Comment avez-vous mêlé le côté surnaturel des pouvoirs de votre personnage au traitement réaliste de l’histoire ?

La clé de tout cela est J.C. Shandor. Quand un cinéaste qui a réalisé A MOST VIOLENT YEAR et qui vient de l’univers des films indépendants réalistes produits par A24 se consacre à un projet comme KRAVEN, il ne va pas l’aborder comme un blockbuster Marvel. J.C. a d’abord travaillé sur l’histoire, la profondeur des personnages, et tout ce qui pouvait enrichir le récit. C’est pour cette raison que le film est fortement ancré dans la réalité.

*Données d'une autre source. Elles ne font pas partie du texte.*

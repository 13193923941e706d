//! Network resilience: retry with backoff, circuit breaking, and the
//! offline cache path
//!
//! Every segment fetch goes through `fetch_with_resilience`. The breaker is
//! consulted before any I/O, the retry policy wraps the transport call, and
//! outcomes feed back into the breaker. One manager (and so one breaker and
//! one failure history) exists per origin.

use crate::config::{CircuitBreakerConfig, ResilienceConfig, RetryConfig};
use crate::error::{Error, Result};
use crate::types::ConnectionQuality;
use async_trait::async_trait;
use bytes::Bytes;
use std::collections::{HashMap, VecDeque};
use std::future::Future;
use std::sync::atomic::{AtomicBool, Ordering};
use std::sync::Arc;
use std::time::{Duration, Instant};
use tokio::sync::Mutex;
use tracing::{debug, warn};
use url::Url;

/// A segment fetch request
#[derive(Debug, Clone, PartialEq, Eq, Hash)]
pub struct SegmentRequest {
    pub url: Url,
    /// Inclusive byte range, when the level uses ranged segments
    pub byte_range: Option<(u64, u64)>,
}

impl SegmentRequest {
    pub fn new(url: Url) -> Self {
        Self { url, byte_range: None }
    }

    pub fn with_range(url: Url, start: u64, end: u64) -> Self {
        Self { url, byte_range: Some((start, end)) }
    }

    fn cache_key(&self) -> String {
        match self.byte_range {
            Some((start, end)) => format!("{}#{}-{}", self.url, start, end),
            None => self.url.to_string(),
        }
    }
}

/// Transport seam so the resilience layer is testable without sockets
#[async_trait]
pub trait Transport: Send + Sync {
    async fn fetch(&self, request: &SegmentRequest, timeout: Duration) -> Result<Bytes>;
}

/// reqwest-backed transport
pub struct HttpTransport {
    client: reqwest::Client,
}

impl HttpTransport {
    pub fn new() -> Result<Self> {
        let client = reqwest::Client::builder()
            .build()
            .map_err(|e| Error::Internal(format!("failed to build HTTP client: {e}")))?;
        Ok(Self { client })
    }
}

#[async_trait]
impl Transport for HttpTransport {
    async fn fetch(&self, request: &SegmentRequest, timeout: Duration) -> Result<Bytes> {
        let mut builder = self.client.get(request.url.clone()).timeout(timeout);
        if let Some((start, end)) = request.byte_range {
            builder = builder.header(reqwest::header::RANGE, format!("bytes={start}-{end}"));
        }

        let response = builder.send().await?;
        let status = response.status();
        if !status.is_success() {
            return Err(Error::from_status(status.as_u16()));
        }
        let bytes = response.bytes().await?;
        Ok(bytes)
    }
}

/// Exponential backoff with jitter
#[derive(Debug, Clone)]
pub struct RetryPolicy {
    config: RetryConfig,
}

impl RetryPolicy {
    pub fn new(config: RetryConfig) -> Self {
        Self { config }
    }

    /// Backoff before the retry following `attempt` (0-based).
    ///
    /// The exponential delay is capped at `max_delay` first, then jitter
    /// shaves off up to `jitter_factor` of it, so the result always sits in
    /// `[capped * (1 - jitter_factor), capped]`.
    pub fn delay_for_attempt(&self, attempt: u32) -> Duration {
        let exponential =
            self.config.initial_delay.as_secs_f64() * 2f64.powi(attempt.min(63) as i32);
        let capped = exponential.min(self.config.max_delay.as_secs_f64());
        let jitter = capped * self.config.jitter_factor * rand::random::<f64>();
        Duration::from_secs_f64((capped - jitter).max(0.0))
    }

    /// Run `op` until it succeeds, the error is non-transient, or attempts
    /// are exhausted. The last error is rethrown.
    pub async fn execute<T, F, Fut>(&self, mut op: F) -> Result<T>
    where
        F: FnMut(u32) -> Fut,
        Fut: Future<Output = Result<T>>,
    {
        let mut last_error = None;

        for attempt in 0..=self.config.max_attempts {
            match op(attempt).await {
                Ok(value) => return Ok(value),
                Err(err) => {
                    if !err.is_transient() {
                        return Err(err);
                    }
                    debug!(attempt, error = %err, "Transient fetch failure");
                    last_error = Some(err);
                    if attempt < self.config.max_attempts {
                        tokio::time::sleep(self.delay_for_attempt(attempt)).await;
                    }
                }
            }
        }

        Err(last_error.unwrap_or_else(|| Error::Internal("retry loop without attempts".into())))
    }
}

/// Circuit breaker state
#[derive(Debug, Clone, Copy, PartialEq, Eq)]
pub enum CircuitState {
    Closed,
    Open,
    HalfOpen,
}

/// Failure-isolation state machine.
///
/// The open → half-open transition happens lazily inside `is_open`; there is
/// no background timer.
#[derive(Debug)]
pub struct CircuitBreaker {
    config: CircuitBreakerConfig,
    state: CircuitState,
    consecutive_failures: u32,
    consecutive_successes: u32,
    last_failure_at: Option<Instant>,
}

impl CircuitBreaker {
    pub fn new(config: CircuitBreakerConfig) -> Self {
        Self {
            config,
            state: CircuitState::Closed,
            consecutive_failures: 0,
            consecutive_successes: 0,
            last_failure_at: None,
        }
    }

    /// True while requests must fail fast. Transitions open → half-open once
    /// the reset timeout has elapsed since the last failure.
    pub fn is_open(&mut self, now: Instant) -> bool {
        if self.state != CircuitState::Open {
            return false;
        }
        let cooled_down = self
            .last_failure_at
            .is_none_or(|t| now.duration_since(t) >= self.config.reset_timeout);
        if cooled_down {
            debug!("Circuit breaker entering half-open");
            self.state = CircuitState::HalfOpen;
            self.consecutive_successes = 0;
            return false;
        }
        true
    }

    pub fn record_success(&mut self) {
        self.consecutive_failures = 0;
        if self.state == CircuitState::HalfOpen {
            self.consecutive_successes += 1;
            if self.consecutive_successes >= self.config.success_threshold {
                debug!("Circuit breaker closed");
                self.state = CircuitState::Closed;
                self.consecutive_successes = 0;
            }
        }
    }

    pub fn record_failure(&mut self, now: Instant) {
        self.consecutive_successes = 0;
        self.last_failure_at = Some(now);
        match self.state {
            CircuitState::HalfOpen => {
                warn!("Circuit breaker re-opened from half-open");
                self.state = CircuitState::Open;
            }
            CircuitState::Closed => {
                self.consecutive_failures += 1;
                if self.consecutive_failures >= self.config.failure_threshold {
                    warn!(
                        failures = self.consecutive_failures,
                        "Circuit breaker opened"
                    );
                    self.state = CircuitState::Open;
                }
            }
            CircuitState::Open => {
                self.consecutive_failures += 1;
            }
        }
    }

    pub fn state(&self) -> CircuitState {
        self.state
    }

    pub fn consecutive_failures(&self) -> u32 {
        self.consecutive_failures
    }
}

/// In-memory segment cache backing the offline path, with byte-budget
/// eviction (oldest entry first)
#[derive(Debug)]
pub struct SegmentCache {
    entries: HashMap<String, Bytes>,
    order: VecDeque<String>,
    used: usize,
    budget: usize,
}

impl SegmentCache {
    pub fn new(budget: usize) -> Self {
        Self {
            entries: HashMap::new(),
            order: VecDeque::new(),
            used: 0,
            budget,
        }
    }

    pub fn get(&self, request: &SegmentRequest) -> Option<Bytes> {
        self.entries.get(&request.cache_key()).cloned()
    }

    pub fn insert(&mut self, request: &SegmentRequest, data: Bytes) {
        if data.len() > self.budget {
            return;
        }
        let key = request.cache_key();
        if let Some(old) = self.entries.remove(&key) {
            self.used -= old.len();
            self.order.retain(|k| k != &key);
        }
        while self.used + data.len() > self.budget {
            let Some(oldest) = self.order.pop_front() else { break };
            if let Some(evicted) = self.entries.remove(&oldest) {
                self.used -= evicted.len();
            }
        }
        self.used += data.len();
        self.entries.insert(key.clone(), data);
        self.order.push_back(key);
    }

    pub fn used_bytes(&self) -> usize {
        self.used
    }

    pub fn len(&self) -> usize {
        self.entries.len()
    }

    pub fn is_empty(&self) -> bool {
        self.entries.is_empty()
    }
}

/// Per-origin resilience wrapper around the transport
pub struct NetworkResilienceManager {
    retry: RetryPolicy,
    breaker: Mutex<CircuitBreaker>,
    cache: Mutex<SegmentCache>,
    offline: AtomicBool,
    transport: Arc<dyn Transport>,
}

impl NetworkResilienceManager {
    pub fn new(config: ResilienceConfig, transport: Arc<dyn Transport>) -> Self {
        Self {
            retry: RetryPolicy::new(config.retry),
            breaker: Mutex::new(CircuitBreaker::new(config.circuit_breaker)),
            cache: Mutex::new(SegmentCache::new(config.cache_budget_bytes)),
            offline: AtomicBool::new(false),
            transport,
        }
    }

    /// Report connectivity as known-offline or back online
    pub fn set_offline(&self, offline: bool) {
        self.offline.store(offline, Ordering::Release);
    }

    pub fn is_offline(&self) -> bool {
        self.offline.load(Ordering::Acquire)
    }

    pub async fn breaker_state(&self) -> CircuitState {
        self.breaker.lock().await.state()
    }

    /// Serve a request from the cache without touching the network
    pub async fn cached(&self, request: &SegmentRequest) -> Option<Bytes> {
        self.cache.lock().await.get(request)
    }

    /// The cache holds at least one segment (degraded playback is viable)
    pub async fn has_cached_segments(&self) -> bool {
        !self.cache.lock().await.is_empty()
    }

    /// Fetch a segment with circuit breaking, the offline/cache path, the
    /// retry policy, and an adaptive timeout chosen from connection quality.
    pub async fn fetch_with_resilience(
        &self,
        request: &SegmentRequest,
        quality: ConnectionQuality,
    ) -> Result<Bytes> {
        if self.breaker.lock().await.is_open(Instant::now()) {
            return Err(Error::CircuitOpen);
        }

        if self.is_offline() {
            if let Some(bytes) = self.cache.lock().await.get(request) {
                debug!(url = %request.url, "Serving segment from cache while offline");
                return Ok(bytes);
            }
            return Err(Error::Network { status: 0, transient: true });
        }

        let timeout = quality.request_timeout();
        let transport = Arc::clone(&self.transport);
        let result = self
            .retry
            .execute(|_attempt| {
                let transport = Arc::clone(&transport);
                let request = request.clone();
                async move { transport.fetch(&request, timeout).await }
            })
            .await;

        match result {
            Ok(bytes) => {
                self.breaker.lock().await.record_success();
                self.cache.lock().await.insert(request, bytes.clone());
                Ok(bytes)
            }
            Err(err) => {
                self.breaker.lock().await.record_failure(Instant::now());
                Err(err)
            }
        }
    }
}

Pour le côté super-héros, comme vous le savez, Kraven n’en est pas un. Il s’agit d’un homme qui a été entraîné depuis le plus jeune âge pour être un chasseur exceptionnel, qui se sert de ce qu’il a appris pour se défendre, et qui devient un tueur violent et sans merci. Dans ce film, on le voit se consacrer à la mission qu’il s’est fixée pour des raisons personnelles, et agir de manière sanglante. Il ne s’agit pas d’exploits de super-héros. Nous nous sommes inspirés des comics pour expliquer comment sa force physique a été amplifiée, et le personnage de Calypso est l’une des pièces de ce puzzle. Une synergie et un partenariat se développe entre Kraven et elle en raison de cela. Mais je pense que la véritable force de Kraven est plus profonde et spirituelle qu’un super-pouvoir.

La suite de notre entretien avec Aaron Taylor-Johnson à propos de KRAVEN LE CHASSEUR surgira bientôt dans les pages d’ESI sans que vous l’ayez vue venir !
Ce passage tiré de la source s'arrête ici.